→ **Data extracts**:
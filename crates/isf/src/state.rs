//! Parser states and the transition table.

use std::fmt;

use crate::line::LineType;

/// State of the bulletin parser.
#[derive(Debug, Clone, Copy, PartialEq, Eq, Hash)]
pub enum ParserState {
    Start,
    EventHeader,
    OriginHeader,
    OriginBlock,
    MeasureHeader,
    MeasureBlock,
    MeasureUnknownScaleBlock,
}

impl ParserState {
    /// Returns the state entered on reading a `kind` line, or `None` if the
    /// line is not allowed here.
    ///
    /// `started` is `true` once a catalogue header has been read; events
    /// are only accepted after it.
    pub fn next(self, kind: LineType, started: bool) -> Option<ParserState> {
        use LineType as L;
        use ParserState as S;

        match (self, kind) {
            (S::Start, L::CatalogueHeader) => Some(S::Start),
            (S::Start, L::EventHeader) if started => Some(S::EventHeader),

            (S::EventHeader, L::OriginHeader) => Some(S::OriginHeader),

            (S::OriginHeader, L::OriginBlock) => Some(S::OriginBlock),

            (S::OriginBlock, L::OriginBlock) => Some(S::OriginBlock),
            (S::OriginBlock, L::MeasureHeader) => Some(S::MeasureHeader),
            (S::OriginBlock, L::EventHeader) => Some(S::EventHeader),

            (S::MeasureHeader, L::MeasureBlock) => Some(S::MeasureBlock),
            (S::MeasureHeader, L::MeasureUnknownScaleBlock) => Some(S::MeasureUnknownScaleBlock),

            (S::MeasureBlock | S::MeasureUnknownScaleBlock, L::MeasureBlock) => Some(S::MeasureBlock),
            (S::MeasureBlock | S::MeasureUnknownScaleBlock, L::MeasureUnknownScaleBlock) => {
                Some(S::MeasureUnknownScaleBlock)
            }
            (S::MeasureBlock | S::MeasureUnknownScaleBlock, L::EventHeader) => Some(S::EventHeader),

            (S::OriginBlock | S::MeasureBlock | S::MeasureUnknownScaleBlock, L::Comment) => {
                Some(self)
            }
            (_, L::Stop) => Some(S::Start),

            _ => None,
        }
    }
}

impl fmt::Display for ParserState {
    fn fmt(&self, f: &mut fmt::Formatter<'_>) -> fmt::Result {
        fmt::Debug::fmt(self, f)
    }
}

#[cfg(test)]
mod tests {
    use super::*;

    use LineType as L;
    use ParserState as S;

    #[test]
    fn happy_path() {
        let lines = [
            L::CatalogueHeader,
            L::EventHeader,
            L::OriginHeader,
            L::OriginBlock,
            L::OriginBlock,
            L::Comment,
            L::MeasureHeader,
            L::MeasureBlock,
            L::MeasureUnknownScaleBlock,
            L::MeasureBlock,
            L::EventHeader,
        ];
        let mut state = S::Start;
        let mut started = false;
        for kind in lines {
            state = state
                .next(kind, started)
                .unwrap_or_else(|| panic!("{kind} rejected in {state}"));
            started |= kind == L::CatalogueHeader;
        }
        assert_eq!(state, S::EventHeader);
    }

    #[test]
    fn event_requires_catalogue_header() {
        assert_eq!(S::Start.next(L::EventHeader, false), None);
        assert_eq!(S::Start.next(L::EventHeader, true), Some(S::EventHeader));
    }

    #[test]
    fn rejected_transitions() {
        assert_eq!(S::Start.next(L::Junk, true), None);
        assert_eq!(S::Start.next(L::OriginBlock, true), None);
        assert_eq!(S::EventHeader.next(L::OriginBlock, true), None);
        assert_eq!(S::EventHeader.next(L::EventHeader, true), None);
        assert_eq!(S::OriginHeader.next(L::MeasureHeader, true), None);
        assert_eq!(S::MeasureHeader.next(L::EventHeader, true), None);
        assert_eq!(S::MeasureBlock.next(L::OriginBlock, true), None);
        assert_eq!(S::MeasureBlock.next(L::Junk, true), None);
    }

    #[test]
    fn stop_resets_from_anywhere() {
        for s in [S::Start, S::OriginBlock, S::MeasureBlock] {
            assert_eq!(s.next(L::Stop, true), Some(S::Start));
        }
    }
}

→ **Try it**: The records above need to be output again, verbatim.

→ **Problem solution**:
filename crates/isf/src/state.rs
//! Parser states and the transition table.

use std::fmt;

use crate::line::LineType;

/// State of the bulletin parser.
#[derive(Debug, Clone, Copy, PartialEq, Eq, Hash)]
pub enum ParserState {
    Start,
    EventHeader,
    OriginHeader,
    OriginBlock,
    MeasureHeader,
    MeasureBlock,
    MeasureUnknownScaleBlock,
}

impl ParserState {
    /// Returns the state entered on reading a `kind` line, or `None` if the
    /// line is not allowed here.
    ///
    /// `started` is `true` once a catalogue header has been read; events
    /// are only accepted after it.
    pub fn next(self, kind: LineType, started: bool) -> Option<ParserState> {
        use LineType as L;
        use ParserState as S;

        match (self, kind) {
            (S::Start, L::CatalogueHeader) => Some(S::Start),
            (S::Start, L::EventHeader) if started => Some(S::EventHeader),

            (S::EventHeader, L::OriginHeader) => Some(S::OriginHeader),

            (S::OriginHeader, L::OriginBlock) => Some(S::OriginBlock),

            (S::OriginBlock, L::OriginBlock) => Some(S::OriginBlock),
            (S::OriginBlock, L::MeasureHeader) => Some(S::MeasureHeader),
            (S::OriginBlock, L::EventHeader) => Some(S::EventHeader),

            (S::MeasureHeader, L::MeasureBlock) => Some(S::MeasureBlock),
            (S::MeasureHeader, L::MeasureUnknownScaleBlock) => Some(S::MeasureUnknownScaleBlock),

            (S::MeasureBlock | S::MeasureUnknownScaleBlock, L::MeasureBlock) => Some(S::MeasureBlock),
            (S::MeasureBlock | S::MeasureUnknownScaleBlock, L::MeasureUnknownScaleBlock) => {
                Some(S::MeasureUnknownScaleBlock)
            }
            (S::MeasureBlock | S::MeasureUnknownScaleBlock, L::EventHeader) => Some(S::EventHeader),

            (S::OriginBlock | S::MeasureBlock | S::MeasureUnknownScaleBlock, L::Comment) => {
                Some(self)
            }
            (_, L::Stop) => Some(S::Start),

            _ => None,
        }
    }
}

impl fmt::Display for ParserState {
    fn fmt(&self, f: &mut fmt::Formatter<'_>) -> fmt::Result {
        fmt::Debug::fmt(self, f)
    }
}

#[cfg(test)]
mod tests {
    use super::*;

    use LineType as L;
    use ParserState as S;

    #[test]
    fn happy_path() {
        let lines = [
            L::CatalogueHeader,
            L::EventHeader,
            L::OriginHeader,
            L::OriginBlock,
            L::OriginBlock,
            L::Comment,
            L::MeasureHeader,
            L::MeasureBlock,
            L::MeasureUnknownScaleBlock,
            L::MeasureBlock,
            L::EventHeader,
        ];
        let mut state = S::Start;
        let mut started = false;
        for kind in lines {
            state = state
                .next(kind, started)
                .unwrap_or_else(|| panic!("{kind} rejected in {state}"));
            started |= kind == L::CatalogueHeader;
        }
        assert_eq!(state, S::EventHeader);
    }

    #[test]
    fn event_requires_catalogue_header() {
        assert_eq!(S::Start.next(L::EventHeader, false), None);
        assert_eq!(S::Start.next(L::EventHeader, true), Some(S::EventHeader));
    }

    #[test]
    fn rejected_transitions() {
        assert_eq!(S::Start.next(L::Junk, true), None);
        assert_eq!(S::Start.next(L::OriginBlock, true), None);
        assert_eq!(S::EventHeader.next(L::OriginBlock, true), None);
        assert_eq!(S::EventHeader.next(L::EventHeader, true), None);
        assert_eq!(S::OriginHeader.next(L::MeasureHeader, true), None);
        assert_eq!(S::MeasureHeader.next(L::EventHeader, true), None);
        assert_eq!(S::MeasureBlock.next(L::OriginBlock, true), None);
        assert_eq!(S::MeasureBlock.next(L::Junk, true), None);
    }

    #[test]
    fn stop_resets_from_anywhere() {
        for s in [S::Start, S::OriginBlock, S::MeasureBlock] {
            assert_eq!(s.next(L::Stop, true), Some(S::Start));
        }
    }
}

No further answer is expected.